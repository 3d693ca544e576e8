//! Record digests: sealing and integrity verification.
//!
//! Digest input layout (bytes, in order):
//!   1. evaluation_id as hyphenated UUID text
//!   2. timestamp as RFC 3339 text
//!   3. canonical JSON of `{decision, reasons, modifications, action}`
//!      (serde_json, no pretty-printing)
//!
//! The `digest` field itself is never part of the input.

use serde_json::json;
use sha2::{Digest, Sha256};

use ethgate_contracts::{
    error::{EthgateError, EthgateResult},
    record::DecisionRecord,
};

/// Compute the SHA-256 digest of `record` as lowercase hex.
pub fn digest_record(record: &DecisionRecord) -> EthgateResult<String> {
    let body = json!({
        "decision": record.decision,
        "reasons": record.reasons,
        "modifications": record.modifications,
        "action": record.action,
    });
    let body_json = serde_json::to_vec(&body).map_err(|e| EthgateError::Serialization {
        reason: format!("failed to encode record for digest: {}", e),
    })?;

    let mut hasher = Sha256::new();
    hasher.update(record.evaluation_id.0.to_string().as_bytes());
    hasher.update(record.timestamp.to_rfc3339().as_bytes());
    hasher.update(&body_json);

    Ok(hex::encode(hasher.finalize()))
}

/// Attach a digest to `record`, replacing any existing one.
pub fn seal(mut record: DecisionRecord) -> EthgateResult<DecisionRecord> {
    record.digest = digest_record(&record)?;
    Ok(record)
}

/// Return true if `record` carries a digest matching its contents.
///
/// Unsealed records are never valid.
pub fn verify_record(record: &DecisionRecord) -> bool {
    if !record.is_sealed() {
        return false;
    }
    match digest_record(record) {
        Ok(recomputed) => recomputed == record.digest,
        Err(_) => false,
    }
}
//! Trait seams of the ethgate pipeline.
//!
//! - `PolicyEngine` — trusted, pure classifier of a single action
//! - `AuditWriter`  — trusted sink that seals and persists every decision
//!
//! The gate wires them together. Neither trait knows about the other.

use ethgate_contracts::{
    action::Action, decision::Decision, error::EthgateResult, record::DecisionRecord,
};

/// Classifies an action against a policy.
///
/// Implementations must be deterministic and free of side effects: the same
/// action always yields the same decision, and evaluation never fails.
pub trait PolicyEngine: Send + Sync {
    /// Decide whether `action` may proceed, must be modified, or is rejected.
    fn evaluate(&self, action: &Action) -> Decision;
}

/// Persists decision records.
///
/// A failed write is fatal: the gate does not hand back a decision that has
/// not been recorded.
pub trait AuditWriter: Send + Sync {
    /// Seal `record` and persist it, returning the record as written.
    fn write(&self, record: DecisionRecord) -> EthgateResult<DecisionRecord>;
}
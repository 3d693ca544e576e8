//! The ethgate gate: evaluate, stamp, record.
//!
//!   ActionDocument → PolicyEngine::evaluate → DecisionRecord → AuditWriter::write
//!
//! A decision is only returned to the caller once the audit writer has
//! accepted it.

use chrono::Utc;
use tracing::{debug, info, warn};

use ethgate_contracts::{
    action::ActionDocument,
    decision::Verdict,
    error::EthgateResult,
    record::{DecisionRecord, EvaluationId},
};

use crate::traits::{AuditWriter, PolicyEngine};

/// Drives one or more evaluations through a policy engine and audit writer.
pub struct Gate {
    engine: Box<dyn PolicyEngine>,
    audit: Box<dyn AuditWriter>,
}

impl Gate {
    pub fn new(engine: Box<dyn PolicyEngine>, audit: Box<dyn AuditWriter>) -> Self {
        Self { engine, audit }
    }

    /// Evaluate one action and persist the resulting record.
    ///
    /// # Errors
    ///
    /// Only audit failures are errors. `reject` and `modify` are ordinary
    /// outcomes carried in the returned record.
    pub fn check(&self, document: ActionDocument) -> EthgateResult<DecisionRecord> {
        let evaluation_id = EvaluationId::new();

        debug!(
            evaluation_id = %evaluation_id.0,
            kind = %document.action.kind,
            external = document.action.external,
            tag_count = document.action.risk_tags.len(),
            "evaluating action"
        );

        let decision = self.engine.evaluate(&document.action);

        match decision.decision {
            Verdict::Reject => warn!(
                evaluation_id = %evaluation_id.0,
                kind = %document.action.kind,
                reason = %decision.reasons.join("; "),
                "action rejected"
            ),
            Verdict::Modify => info!(
                evaluation_id = %evaluation_id.0,
                kind = %document.action.kind,
                modifications = decision.modifications.len(),
                "action requires modification"
            ),
            Verdict::Allow => debug!(
                evaluation_id = %evaluation_id.0,
                kind = %document.action.kind,
                "action allowed"
            ),
        }

        let record = DecisionRecord::new(evaluation_id, Utc::now(), decision, document.raw);
        self.audit.write(record)
    }
}

// ── Tests ────────────────────────────────────────────────────────────────────
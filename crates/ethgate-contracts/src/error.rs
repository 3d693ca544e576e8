//! Error types for the ethgate pipeline.
//!
//! The evaluator itself is total and never fails. Errors only arise at the
//! edges: reading input documents and persisting the decision record.

use thiserror::Error;

/// The unified error type for ethgate.
#[derive(Debug, Error)]
pub enum EthgateError {
    /// An input document exists but could not be parsed, or its top level is
    /// not an object.
    ///
    /// This aborts the whole run before any output is written.
    #[error("malformed document '{path}': {reason}")]
    MalformedDocument { path: String, reason: String },

    /// An input document exists but could not be read from storage.
    #[error("failed to read '{path}': {reason}")]
    ReadFailed { path: String, reason: String },

    /// The decision record or audit report could not be persisted.
    ///
    /// Fatal: a decision that cannot be audited is not returned.
    #[error("audit write failed: {reason}")]
    AuditWriteFailed { reason: String },

    /// A record could not be converted to or from JSON.
    #[error("serialization error: {reason}")]
    Serialization { reason: String },

    /// A command-line or runtime option is missing or invalid.
    #[error("configuration error: {reason}")]
    ConfigError { reason: String },
}

/// Convenience alias used throughout the ethgate crates.
pub type EthgateResult<T> = Result<T, EthgateError>;
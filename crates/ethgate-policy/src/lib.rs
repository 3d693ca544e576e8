//! # ethgate-policy
//!
//! Ordered rule evaluation for the ethgate policy gate.
//!
//! ## Overview
//!
//! [`evaluate`] classifies an [`Action`](ethgate_contracts::action::Action)
//! against a [`Policy`](ethgate_contracts::policy::Policy) as `allow`,
//! `modify`, or `reject`. [`RuleEngine`] binds a policy to the
//! [`PolicyEngine`](ethgate_core::traits::PolicyEngine) trait.
//!
//! ## Rule order
//!
//! 1. hard block by tag
//! 2. hard block by kind
//! 3. external action without approval
//! 4. redaction tags
//! 5. review kinds
//!
//! The first hard block short-circuits. The rest accumulate.
//!
//! ## Quick start
//!
//! ```rust,ignore
//! use std::path::Path;
//! use ethgate_policy::RuleEngine;
//!
//! let engine = RuleEngine::from_file(Path::new("policy.json"))?;
//! // Pass `engine` to `ethgate_core::Gate::new(...)`.
//! ```

pub mod engine;
pub mod loader;
pub mod rule;

pub use engine::{evaluate, RuleEngine};
pub use loader::load_document;
pub use rule::{Rule, RuleEffect, RULES};

// ── Tests ─────────────────────────────────────────────────────────────────────
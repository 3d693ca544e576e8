//! The decision record written for every evaluation.

use chrono::{DateTime, Utc};
use serde::{Deserialize, Serialize};
use serde_json::Value;

use crate::decision::{Decision, Verdict};

/// Unique identifier for a single evaluation.
#[derive(Debug, Clone, Copy, PartialEq, Eq, Hash, Serialize, Deserialize)]
#[serde(transparent)]
pub struct EvaluationId(pub uuid::Uuid);

impl EvaluationId {
    /// Create a new, unique evaluation ID.
    pub fn new() -> Self {
        Self(uuid::Uuid::new_v4())
    }
}

impl Default for EvaluationId {
    fn default() -> Self {
        Self::new()
    }
}

/// The auditable result document for one evaluation.
///
/// Records are immutable once sealed: `digest` commits to every other field,
/// so any later edit is detectable.
#[derive(Debug, Clone, PartialEq, Serialize, Deserialize)]
pub struct DecisionRecord {
    pub evaluation_id: EvaluationId,
    /// Wall-clock time the decision was made (UTC).
    pub timestamp: DateTime<Utc>,
    pub decision: Verdict,
    pub reasons: Vec<String>,
    pub modifications: Vec<String>,
    /// The submitted action document, unmodified.
    pub action: Value,
    /// SHA-256 hex over the fields above. Empty until sealed.
    #[serde(default)]
    pub digest: String,
}

impl DecisionRecord {
    /// Build an unsealed record from a decision and the raw action.
    pub fn new(
        evaluation_id: EvaluationId,
        timestamp: DateTime<Utc>,
        decision: Decision,
        action: Value,
    ) -> Self {
        Self {
            evaluation_id,
            timestamp,
            decision: decision.decision,
            reasons: decision.reasons,
            modifications: decision.modifications,
            action,
            digest: String::new(),
        }
    }

    /// True once a digest has been attached.
    pub fn is_sealed(&self) -> bool {
        !self.digest.is_empty()
    }
}
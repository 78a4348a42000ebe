use serde_json::Value;
use tabled::settings::Style;
use tabled::{Table, Tabled};

use crate::config::OutputMode;

#[derive(Tabled)]
struct FieldRow {
    #[tabled(rename = "Field")]
    field: String,
    #[tabled(rename = "Value")]
    value: String,
}

pub fn print_json(value: &Value) {
    println!(
        "{}",
        serde_json::to_string_pretty(value).unwrap_or_default()
    );
}

pub fn print_table<T: Tabled>(data: &[T]) {
    if data.is_empty() {
        println!("No results.");
        return;
    }
    let table = Table::new(data).with(Style::rounded()).to_string();
    println!("{}", table);
}

/// Print a command result. Table mode shows a flat object as field/value rows.
pub fn print_output(value: &Value, mode: OutputMode) {
    match (mode, value) {
        (OutputMode::Table, Value::Object(fields)) => print_table(&field_rows(fields)),
        _ => print_json(value),
    }
}

fn field_rows(fields: &serde_json::Map<String, Value>) -> Vec<FieldRow> {
    fields
        .iter()
        .map(|(field, value)| FieldRow {
            field: field.clone(),
            value: match value {
                Value::String(s) => s.clone(),
                other => other.to_string(),
            },
        })
        .collect()
}

pub fn print_error(err: &crate::error::AppError) {
    eprintln!(
        "{}",
        serde_json::to_string_pretty(&err.to_json()).unwrap_or_default()
    );
}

- What you have to do
Repeat, character for character, the lines of the material above from the line with "Digest input layout" through the line with "as lowercase hex.".

- Task response
//! Digest input layout (bytes, in order):
//!   1. evaluation_id as hyphenated UUID text
//!   2. timestamp as RFC 3339 text
//!   3. canonical JSON of `{decision, reasons, modifications, action}`
//!      (serde_json, no pretty-printing)
//!
//! The `digest` field itself is never part of the input.

use serde_json::json;
use sha2::{Digest, Sha256};

use ethgate_contracts::{
    error::{EthgateError, EthgateResult},
    record::DecisionRecord,
};

/// Compute the SHA-256 digest of `record` as lowercase hex.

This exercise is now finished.